▶ [Extracted entries]:
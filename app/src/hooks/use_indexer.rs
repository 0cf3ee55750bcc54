use std::rc::Rc;
use std::sync::Arc;

use dioxus::prelude::*;
use nft_market_api::prelude::*;

use super::LoadState;
use crate::WalletState;

#[derive(Clone, Copy, Debug, Default, PartialEq, Eq)]
pub enum ExploreMode {
    #[default]
    Wallet,
    Collection,
}

/// The shared indexer client, verified with one authenticated probe on first use.
async fn indexer(
    lazy: &LazyClient<IndexedNftClient>,
    config: &MarketConfig,
) -> Result<Arc<IndexedNftClient>, MarketError> {
    lazy.init(|| async move {
        let client = IndexedNftClient::from_config(config)?;
        client.probe(&config.chain_hex()).await?;
        tracing::info!("Indexed NFT client ready");
        Ok(client)
    })
    .await
}

/// One cursor page of indexed NFTs for the wallet or the collection, plus the
/// shared client's init state mirrored into a signal so it re-renders.
pub fn use_indexed_nfts(
    mode: Signal<ExploreMode>,
    cursor: Signal<Option<String>>,
) -> (
    Signal<LoadState<CursorPage<IndexedNft>>>,
    Signal<InitState>,
    Resource<()>,
) {
    let wallet = use_context::<Signal<WalletState>>();
    let config = use_context::<MarketConfig>();
    let lazy = use_context::<Rc<LazyClient<IndexedNftClient>>>();
    let mut state = use_signal(|| LoadState {
        loading: true,
        ..LoadState::default()
    });
    let mut init_state = use_signal({
        let lazy = lazy.clone();
        move || lazy.state()
    });

    let resource = use_resource(move || {
        let config = config.clone();
        let lazy = lazy.clone();
        async move {
            let mode = mode();
            let cursor = cursor();
            let owner = wallet.read().address;
            state.write().loading = true;

            if !lazy.is_ready() {
                init_state.set(InitState::Initializing);
            }
            let client = indexer(&lazy, &config).await;
            init_state.set(lazy.state());

            let result = async {
                let client = client?;
                let chain = config.chain_hex();
                match (mode, owner) {
                    (ExploreMode::Wallet, Some(owner)) => {
                        client
                            .wallet_nfts(&owner.to_string(), &chain, cursor.as_deref())
                            .await
                    }
                    (ExploreMode::Wallet, None) => Err(MarketError::NotConnected),
                    (ExploreMode::Collection, _) => {
                        client
                            .contract_nfts(&config.nft_address.to_string(), &chain, cursor.as_deref())
                            .await
                    }
                }
            }
            .await;
            state.write().apply(result);
        }
    });

    (state, init_state, resource)
}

▶ [Work required]:
Your response should consist solely of the lines from the one containing "move || lazy.state()" to the end of the entries, both ends included, exactly as they appear.

▶ [Output below]:
        move || lazy.state()
    });

    let resource = use_resource(move || {
        let config = config.clone();
        let lazy = lazy.clone();
        async move {
            let mode = mode();
            let cursor = cursor();
            let owner = wallet.read().address;
            state.write().loading = true;

            if !lazy.is_ready() {
                init_state.set(InitState::Initializing);
            }
            let client = indexer(&lazy, &config).await;
            init_state.set(lazy.state());

            let result = async {
                let client = client?;
                let chain = config.chain_hex();
                match (mode, owner) {
                    (ExploreMode::Wallet, Some(owner)) => {
                        client
                            .wallet_nfts(&owner.to_string(), &chain, cursor.as_deref())
                            .await
                    }
                    (ExploreMode::Wallet, None) => Err(MarketError::NotConnected),
                    (ExploreMode::Collection, _) => {
                        client
                            .contract_nfts(&config.nft_address.to_string(), &chain, cursor.as_deref())
                            .await
                    }
                }
            }
            .await;
            state.write().apply(result);
        }
    });

    (state, init_state, resource)
}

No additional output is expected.